Received date April 07, 2016; Accepted date May 26, 2016; Published date May 30, 2016

Citation: Oh TK, Kwon K, Park B, Eom W (2016) Issues in Propofol Sedation for Pediatric Patients Using Target Control Infusion (TCI): Safety in Children 1-3 Years Old Versus Children Older than 3 Years of Age. Pediatr Ther 6:291. doi:10.4172/2161-0665.1000291

Copyright: ©2016 Oh TK, et al. This is an open-access article distributed under the terms of the Creative Commons Attribution License, which permits unrestricted use, distribution and reproduction in any medium, provided the original author and source are credited.

 

Abstract

Purpose: Appropriate sedation is required when performing proton radiation therapy on pediatric patients. A target-controlled infusion (TCI) of propofol has recently been used for this purpose. However, there may be safety issues with the use of TCI in pediatric patients, as the initial bolus dose might be excessive for younger patients. To compare the safety and the incidence of adverse events between patients under and over 3 years of age undergoing sedation with a TCI (Paedfusor) model.

Methods: We performed a retrospective observational study by analyzing the medical records of patients who underwent a computer tomography simulation prior to beginning proton radiation therapy between January 2013 and December 2014. Patients were divided into those 1-3 years of age and those > 3 years of age.
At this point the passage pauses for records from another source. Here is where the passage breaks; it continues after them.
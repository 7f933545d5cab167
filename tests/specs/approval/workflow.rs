//! S6: the HITL approval state machine over vault folders.

use crate::prelude::*;
use hive_engine::{
    topics, ApprovalDraft, ApprovalStatus, Approvals, EngineError, EventBus,
};
use hive_vault::{Folder, Vault};
use std::sync::Arc;

async fn fixture() -> (tempfile::TempDir, Approvals, Arc<EventBus>, Arc<Vault>) {
    let dir = tempfile::tempdir().unwrap();
    let vault = Arc::new(Vault::new(dir.path().join("vault"), None));
    vault.initialize().await.unwrap();
    let bus = Arc::new(EventBus::new());
    let approvals = Approvals::new(Arc::clone(&vault), Arc::clone(&bus), None);
    (dir, approvals, bus, vault)
}

#[tokio::test]
async fn create_approve_then_second_approve_is_not_found() {
    let (_dir, approvals, bus, vault) = fixture().await;
    let mut pending_events = topic_channel(&bus, topics::APPROVAL_PENDING);
    let mut resolved_events = topic_channel(&bus, topics::APPROVAL_RESOLVED);

    let request = approvals
        .create(ApprovalDraft::new(
            "send_email",
            "Send the quarterly update",
            "u1",
        ))
        .await
        .unwrap();

    let (_, pending) = wait_for(&mut pending_events, |_, _| true).await;
    assert_eq!(pending["actionType"], "send_email");
    assert_eq!(
        vault.list(Folder::PendingApproval).await.unwrap(),
        vec![request.id.clone()]
    );

    let resolved = approvals
        .approve(&request.id, Some("a"), None)
        .await
        .unwrap();
    assert_eq!(resolved.status, ApprovalStatus::Approved);

    let (_, event) = wait_for(&mut resolved_events, |_, _| true).await;
    assert_eq!(event["status"], "approved");
    assert_eq!(event["approverId"], "a");

    let doc = vault.read(Folder::Approved, &request.id).await.unwrap();
    assert_eq!(doc.content["status"], "approved");
    assert!(vault.list(Folder::PendingApproval).await.unwrap().is_empty());

    // Idempotence probe: the document has already moved
    let err = approvals
        .approve(&request.id, Some("a"), None)
        .await
        .unwrap_err();
    assert!(matches!(err, EngineError::ApprovalNotFound(_)));
}

#[tokio::test]
async fn reject_records_reason_and_is_terminal() {
    let (_dir, approvals, _bus, vault) = fixture().await;

    let request = approvals
        .create(ApprovalDraft::new("wire_funds", "Wire 10k", "u1"))
        .await
        .unwrap();

    approvals
        .reject(&request.id, Some("cfo"), "amount above limit")
        .await
        .unwrap();

    let doc = vault.read(Folder::Rejected, &request.id).await.unwrap();
    assert_eq!(doc.content["status"], "rejected");
    assert_eq!(doc.content["reason"], "amount above limit");

    // Neither approve nor reject can act on it again
    assert!(approvals.approve(&request.id, None, None).await.is_err());
    assert!(approvals.reject(&request.id, None, "again").await.is_err());
}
The incidence of adverse events was tabulated.

Results: Fifty-two patients-16 patients 1-3 years of age and 40 patients > 3 years of age-were included in the study. The adverse event incidence was the primary outcome. There was no statistically significant difference in desaturation (p = 0.231), nasopharyngeal airway insertion (p = 0.366), bradycardia (p = 1.000), and hypotension (p = 0.578). Additionally, there was no significant difference in sedation time, recovery time, propofol dose, and target concentration for induction or maintenance of anesthesia.

Conclusions: The use of propofol TCI for the induction and maintenance of sedation did not show an increased risk of adverse events in pediatric patients 1-3 years of age versus patients > 3 years of age.